В эти редкие минуты покоя мне казалось, что море стало единственным другом. Его бескрайние просторы дышали тайной и звали куда-то за горизонт. Я представляла, как однажды соберу узелок с вещами и уйду в плавание, оставив за спиной все страхи и унижения. Иногда мне чудилось, будто море слышит мои думы: то поднимало лёгкую дымку над водой, то шептало ветром, завораживая и маня.

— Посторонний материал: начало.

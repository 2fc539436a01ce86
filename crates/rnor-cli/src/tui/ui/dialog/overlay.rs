use ratatui::{
    layout::Rect,
    style::{Color, Style},
    widgets::{Block, Clear},
    Frame,
};

use crate::tui::themes::Theme;

/// Centered rectangle inside `viewport`, leaving a one-cell margin.
pub fn centered_rect(viewport: Rect, width: u16, height: u16) -> Rect {
    let width = width.min(viewport.width.saturating_sub(2));
    let height = height.min(viewport.height.saturating_sub(2));
    let x = viewport.x + viewport.width.saturating_sub(width) / 2;
    let y = viewport.y + viewport.height.saturating_sub(height) / 2;
    Rect::new(x, y, width, height)
}

/// Dims the form behind an open dialog.
pub fn render_backdrop(frame: &mut Frame, viewport: Rect) {
    frame.render_widget(Clear, viewport);
    let backdrop = Block::default().style(Style::default().bg(Color::Rgb(0, 0, 0)));
    frame.render_widget(backdrop, viewport);
}

pub fn render_dialog_surface(frame: &mut Frame, area: Rect, theme: &Theme) {
    frame.render_widget(Clear, area);
    let panel = Block::default().style(Style::default().bg(theme.background).fg(theme.foreground));
    frame.render_widget(panel, area);
}

#[cfg(test)]
mod tests {
    use super::*;

    #[test]
    fn test_centered_rect_fits_viewport() {
        let viewport = Rect::new(0, 0, 100, 40);
        let area = centered_rect(viewport, 34, 16);
        assert_eq!(area, Rect::new(33, 12, 34, 16));

        let small = Rect::new(0, 0, 20, 10);
        let clamped = centered_rect(small, 34, 16);
        assert_eq!(clamped.width, 18);
        assert_eq!(clamped.height, 8);
    }
}
use crossterm::event::KeyCode;
use ratatui::{layout::Rect, Frame};

use crate::tui::themes::Theme;

use super::{overlay, DialogContent, DialogResult};

/// Open dialogs, topmost last. Only the top one is drawn and receives keys.
pub struct DialogStack {
    stack: Vec<Box<dyn DialogContent>>,
    theme: Theme,
}

impl DialogStack {
    pub fn new(theme: Theme) -> Self {
        Self {
            stack: Vec::new(),
            theme,
        }
    }

    pub fn set_theme(&mut self, theme: Theme) {
        self.theme = theme;
    }

    pub fn show(&mut self, dialog: Box<dyn DialogContent>) {
        self.stack.push(dialog);
    }

    pub fn close(&mut self) {
        self.stack.pop();
    }

    pub fn is_active(&self) -> bool {
        !self.stack.is_empty()
    }

    pub fn render(&self, frame: &mut Frame, viewport: Rect) {
        let Some(top) = self.stack.last() else {
            return;
        };

        overlay::render_backdrop(frame, viewport);

        let (width, height) = top.desired_size(viewport);
        let area = overlay::centered_rect(viewport, width, height);

        overlay::render_dialog_surface(frame, area, &self.theme);
        top.render(frame, area, &self.theme);
    }

    /// Returns true if a dialog consumed the key.
    pub fn handle_key(&mut self, key: KeyCode) -> bool {
        if key == KeyCode::Esc && self.is_active() {
            self.close();
            return true;
        }

        let Some(top) = self.stack.last_mut() else {
            return false;
        };
        match top.handle_key(key) {
            DialogResult::None => {}
            DialogResult::Close => self.close(),
        }
        true
    }
}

Но реальность всегда настигала слишком скоро — в тяжёлом ритме сапог на булыжной мостовой, в глухом, скрипучем голосе мадам Дюплентан, словно вечно стоящей у меня за спиной. Каждый шорох напоминал об обязанностях, о бремени, которое нельзя сбросить. И всё же пирс оставался моей крошечной крепостью — единственным местом, где я могла спрятаться от серых будней и собрать силы для новой схватки с ними.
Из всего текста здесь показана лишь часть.